Drei Beiträge studieren die Beziehungen zwischen Technik und künstlerischer Intention im Werk einzelner Künstler: Gisela Scheffler ("Zur Wechselwirkung zwischen künstlerischer Absicht und graphischen Techniken im Entstehungsprozeß der 'Sieben Gegenden aus Salzburg und Berchtesgaden [...]' von Ferdinand Olivier"), Margret Stuffmann ("'Randbemerkungen'. Delacroix' Lithografien zu Goethes Faust, Teil I"); Felix Billeter ("Wilhelm Leibl und die Renaissance der Maler-Radierung")
Eine notwendige Grenzverschiebung nehmen drei Aufsätze vor, die sich mit der Fotografie, der Plakatkunst und den neuen Medien befassen, die allesamt eng mit der traditionellen Druckgrafik verbunden sind. Helmut Heß ("'Unnachahmlich treu, aber leicht vergänglich.' Zur frühen Reproduktionsfotografie") untersucht die technische Entwicklung von Reproduktionsverfahren, die auf der Fotografie basierten. Sie lösten handwerkliche grafische Techniken ab (Radierung bis Lithografie) und trugen bei zur stärkeren Trennung der Begriffe des Originals und der Reproduktion. Wolfgang Urbanczik präsentiert "'Die Sechs' - Eine Vereinigung Münchner Plakatkünstler".
Nicht ohne Witz ist, dass der Nestor der Druckgrafikforschung, Walter Koschatzky, das in mehreren Beiträgen eher en passant beschriebene Verhältnis der Druckgrafik zu den Neuen Medien untersucht: "Druckkunst oder Kunstdruck? Zur Frage von Original-Graphik und neuen Medien". Koschatzkys kurzer Essay knüpft an Heß' Beitrag zur Reproduktionsfotografie an und skizziert die Entwicklung bis in die neueste Zeit. Die Trennung zwischen Originalgrafik und Reproduktion verschwimmt seit einigen Jahrzehnten zusehends.

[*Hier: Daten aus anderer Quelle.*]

use crate::libquiz::domain::{Domain, DomainFilter};
use crate::libquiz::letter::Letter;
use csv::ReaderBuilder;
use log::{debug, info, warn};
use serde::Serialize;
use std::collections::{BTreeMap, HashSet};
use std::fmt;
use std::fs::File;
use std::io::{self, Read};
use std::path::{Path, PathBuf};
use std::time::Instant;
use thiserror::Error;


pub const REQUIRED_COLUMNS: [&str; 10] = [
    "Question",
    "Option_A",
    "Option_B",
    "Option_C",
    "Option_D",
    "Option_E",
    "Correct_Answer",
    "Explanation",
    "Domain",
    "Source",
];

const LEGACY_TERMS: [(&str, &str); 1] = [("WISC-IV", "WISC-V")];

#[derive(Debug, Error)]
pub enum BankError {
    #[error("cannot open question bank {path:?}: {source}")]
    Io { path: PathBuf, source: io::Error },
    #[error("malformed question bank: {0}")]
    Csv(#[from] csv::Error),
}

/// The bank exactly as read from disk: header names plus untyped string cells.
#[derive(Debug, Clone, Default)]
pub struct RawTable {
    headers: Vec<String>,
    rows: Vec<Vec<String>>,
}

impl RawTable {
    pub fn open(path: &Path) -> Result<RawTable, BankError> {
        let file = File::open(path).map_err(|source| BankError::Io {
            path: path.to_path_buf(),
            source,
        })?;
        Self::from_reader(file)
    }

    pub fn from_reader<R: Read>(reader: R) -> Result<RawTable, BankError> {
        let mut csv_reader = ReaderBuilder::new().flexible(true).from_reader(reader);
        let headers = csv_reader
            .headers()?
            .iter()
            .map(|header| header.trim_start_matches('\u{feff}').trim().to_owned())
            .collect();

        let mut rows = Vec::new();
        for record in csv_reader.records() {
            let record = record?;
            rows.push(record.iter().map(str::to_owned).collect());
        }

        Ok(RawTable { headers, rows })
    }

    pub fn len(&self) -> usize {
        self.rows.len()
    }

    pub fn is_empty(&self) -> bool {
        self.rows.is_empty()
    }

    pub fn headers(&self) -> &[String] {
        &self.headers
    }

    pub fn missing_columns(&self) -> Vec<&'static str> {
        REQUIRED_COLUMNS
            .iter()
            .copied()
            .filter(|column| self.column_index(column).is_none())
            .collect()
    }

    fn column_index(&self, column: &str) -> Option<usize> {
        self.headers.iter().position(|header| header == column)
    }

    /// Looks through every cell of the row, extra columns included.
    pub fn row_contains(&self, row: usize, needle: &str) -> bool {
        self.rows
            .get(row)
            .is_some_and(|cells| cells.iter().any(|cell| cell.contains(needle)))
    }

    /// Missing columns and short rows both read as empty cells.
    pub fn cell(&self, row: usize, column: &str) -> &str {
        self.column_index(column)
            .and_then(|index| self.rows.get(row)?.get(index))
            .map(String::as_str)
            .unwrap_or("")
    }
}

/// Collapses whitespace runs, trims, and blanks out stringified missing values.
pub fn normalize(cell: &str) -> String {
    let collapsed = cell.split_whitespace().collect::<Vec<_>>().join(" ");
    if collapsed == "nan" {
        String::new()
    } else {
        collapsed
    }
}

#[derive(Debug, Clone, PartialEq, Eq, Serialize)]
pub struct QuestionRecord {
    /// Zero-based data row in the source table.
    pub row: usize,
    pub question: String,
    /// Only options with text are present.
    pub options: BTreeMap<Letter, String>,
    pub correct_letter: Letter,
    pub explanation: String,
    pub domain: Option<Domain>,
    pub source: String,
}

impl QuestionRecord {
    pub fn option(&self, letter: Letter) -> Option<&str> {
        self.options.get(&letter).map(String::as_str)
    }

    /// Non-empty options in A–E order.
    pub fn present_options(&self) -> impl Iterator<Item = (Letter, &str)> {
        self.options
            .iter()
            .map(|(letter, text)| (*letter, text.as_str()))
    }

    pub fn correct_text(&self) -> &str {
        self.option(self.correct_letter).unwrap_or("")
    }

    pub fn domain_label(&self) -> &str {
        self.domain.as_ref().map(Domain::label).unwrap_or("")
    }
}

#[derive(Debug, Clone, PartialEq, Eq)]
pub enum IssueKind {
    MissingQuestion,
    DuplicateStem,
    CorrectAnswerOutOfRange { found: String },
    CorrectAnswerEmptyOption { letter: Letter },
    LegacyTerm {
        found: &'static str,
        suggested: &'static str,
    },
}

impl IssueKind {
    /// Blocking issues are the ones that cost the row its place in the bank.
    pub fn is_blocking(&self) -> bool {
        matches!(
            self,
            IssueKind::MissingQuestion
                | IssueKind::CorrectAnswerOutOfRange { .. }
                | IssueKind::CorrectAnswerEmptyOption { .. }
        )
    }
}

impl fmt::Display for IssueKind {
    fn fmt(&self, f: &mut fmt::Formatter<'_>) -> fmt::Result {
        match self {
            IssueKind::MissingQuestion => f.write_str("Missing Question"),
            IssueKind::DuplicateStem => f.write_str("Duplicate Question stem"),
            IssueKind::CorrectAnswerOutOfRange { .. } => f.write_str("Correct_Answer not in A–E"),
            IssueKind::CorrectAnswerEmptyOption { .. } => {
                f.write_str("Correct_Answer points to empty/missing option")
            }
            IssueKind::LegacyTerm { found, suggested } => {
                write!(f, "Found '{}' (consider {})", found, suggested)
            }
        }
    }
}

#[derive(Debug, Clone, PartialEq, Eq)]
pub struct Issue {
    pub row: usize,
    pub kind: IssueKind,
}

impl Issue {
    fn new(row: usize, kind: IssueKind) -> Issue {
        Issue { row, kind }
    }
}

/// Validated question bank. Built once and only read afterwards.
#[derive(Debug, Clone, Default)]
pub struct Bank {
    records: Vec<QuestionRecord>,
    issues: Vec<Issue>,
}

impl Bank {
    pub fn open(source: &Path) -> Result<Bank, BankError> {
        let now = Instant::now();
        let table = RawTable::open(source)?;
        debug!("[Bank] Read {} rows from {:?}.", table.len(), source);
        debug!("[Bank] Columns: {:?}", table.headers());
        if table.is_empty() {
            warn!("[Bank] {:?} has no question rows.", source);
        }
        for column in table.missing_columns() {
            warn!("[Bank] Column {} is missing, treating it as empty.", column);
        }

        let bank = validate(&table);
        info!(
            "[Bank] {} usable questions, {} issues ({} blocking).",
            bank.records.len(),
            bank.issues.len(),
            bank.blocking_issue_count()
        );
        debug!("[Bank] Loaded bank in {} ms.", now.elapsed().as_millis());
        Ok(bank)
    }

    pub fn records(&self) -> &[QuestionRecord] {
        &self.records
    }

    pub fn issues(&self) -> &[Issue] {
        &self.issues
    }

    pub fn len(&self) -> usize {
        self.records.len()
    }

    pub fn is_empty(&self) -> bool {
        self.records.is_empty()
    }

    pub fn blocking_issue_count(&self) -> usize {
        self.issues.iter().filter(|i| i.kind.is_blocking()).count()
    }

    /// How many records a quiz with this filter could draw from.
    pub fn available(&self, filter: &DomainFilter) -> usize {
        self.records
            .iter()
            .filter(|record| filter.accepts(record.domain))
            .count()
    }
}

pub fn validate(table: &RawTable) -> Bank {
    let mut records = Vec::new();
    let mut issues = Vec::new();
    let mut seen = HashSet::new();

    for row in 0..table.len() {
        let field = |column: &str| normalize(table.cell(row, column));

        let question = field("Question");
        if question.is_empty() {
            issues.push(Issue::new(row, IssueKind::MissingQuestion));
            continue;
        }
        if !seen.insert(question.to_lowercase()) {
            issues.push(Issue::new(row, IssueKind::DuplicateStem));
        }

        let raw_correct = field("Correct_Answer").to_uppercase();
        let Some(correct_letter) = Letter::parse(&raw_correct) else {
            issues.push(Issue::new(
                row,
                IssueKind::CorrectAnswerOutOfRange { found: raw_correct },
            ));
            continue;
        };

        let options: BTreeMap<Letter, String> = Letter::ALL
            .iter()
            .map(|letter| (*letter, field(letter.column())))
            .filter(|(_, text)| !text.is_empty())
            .collect();
        if !options.contains_key(&correct_letter) {
            issues.push(Issue::new(
                row,
                IssueKind::CorrectAnswerEmptyOption {
                    letter: correct_letter,
                },
            ));
            continue;
        }

        records.push(QuestionRecord {
            row,
            question,
            options,
            correct_letter,
            explanation: field("Explanation"),
            domain: Domain::canonicalize(&field("Domain")),
            source: field("Source"),
        });
    }

    for record in &records {
        for (found, suggested) in LEGACY_TERMS {
            if table.row_contains(record.row, found) {
                issues.push(Issue::new(
                    record.row,
                    IssueKind::LegacyTerm { found, suggested },
                ));
            }
        }
    }

    for issue in &issues {
        if issue.kind.is_blocking() {
            warn!("[Bank] Row {}: {} (dropped)", issue.row, issue.kind);
        } else {
            debug!("[Bank] Row {}: {}", issue.row, issue.kind);
        }
    }

    Bank { records, issues }
}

Verantwortlich dafür sind sowohl die Experimentierfreude zahlreicher KünstlerInnen der Pop Art und anderer Kunstrichtungen als auch die Verlockungen des Marktes. Selbst Oskar Kokoschka ließ frühe Zeichnungen fototechnisch in Lithografien umwandeln. Als in jüngerer Zeit als Gegenbewegung wieder einmal das Originalkunstwerk, geschaffen mit handwerklichen Techniken, eine Renaissance erfuhr, wurden computergestützte grafische Verfahren entwickelt. Koschatzky plädiert für die unvoreingenommene Würdigung der "Computer-Medien". Er sieht keine Konkurrenz zwischen manuellen und elektronischen Künsten, besteht aber darauf, dass sie nicht über einen Kamm geschoren werden.
Losgelöst von den übergreifenden Fragen des Symposions beendet ein weiterer Aufsatz Koschatzkys über "Graphische Kunst in Österreich" im 20. Jahrhundert den Band, eine knappe Einführung. Sie nennt auch KünstlerInnen der jüngeren Generation, legt aber ihren Schwerpunkt auf die 1960er und 1970er mit Hrdlicka, Hundertwasser und Rainer.
Beide Bände sind sorgfältig gestaltet und qualitätvoll illustriert. Die Zahl der Druckfehler hätte gerne verringert werden dürfen. Die Texte sind überwiegend nicht zu speziell gefasst, sodass sich bei der Lektüre immer wieder Querverbindungen ergeben. Angesichts der Reichhaltigkeit des Inhalts fallen die Kritikpunkte - die hier auszuführen nicht möglich ist - nicht ins Gewicht. Robert Stalla und sein studentisches Team haben mit ihrem Projekt eine schöne und wissenschaftsgeschichtlich interessante Sammlung wieder belebt und mit dem lesenswerten Aufsatzband der Druckgrafikforschung ein gutes Forum geboten.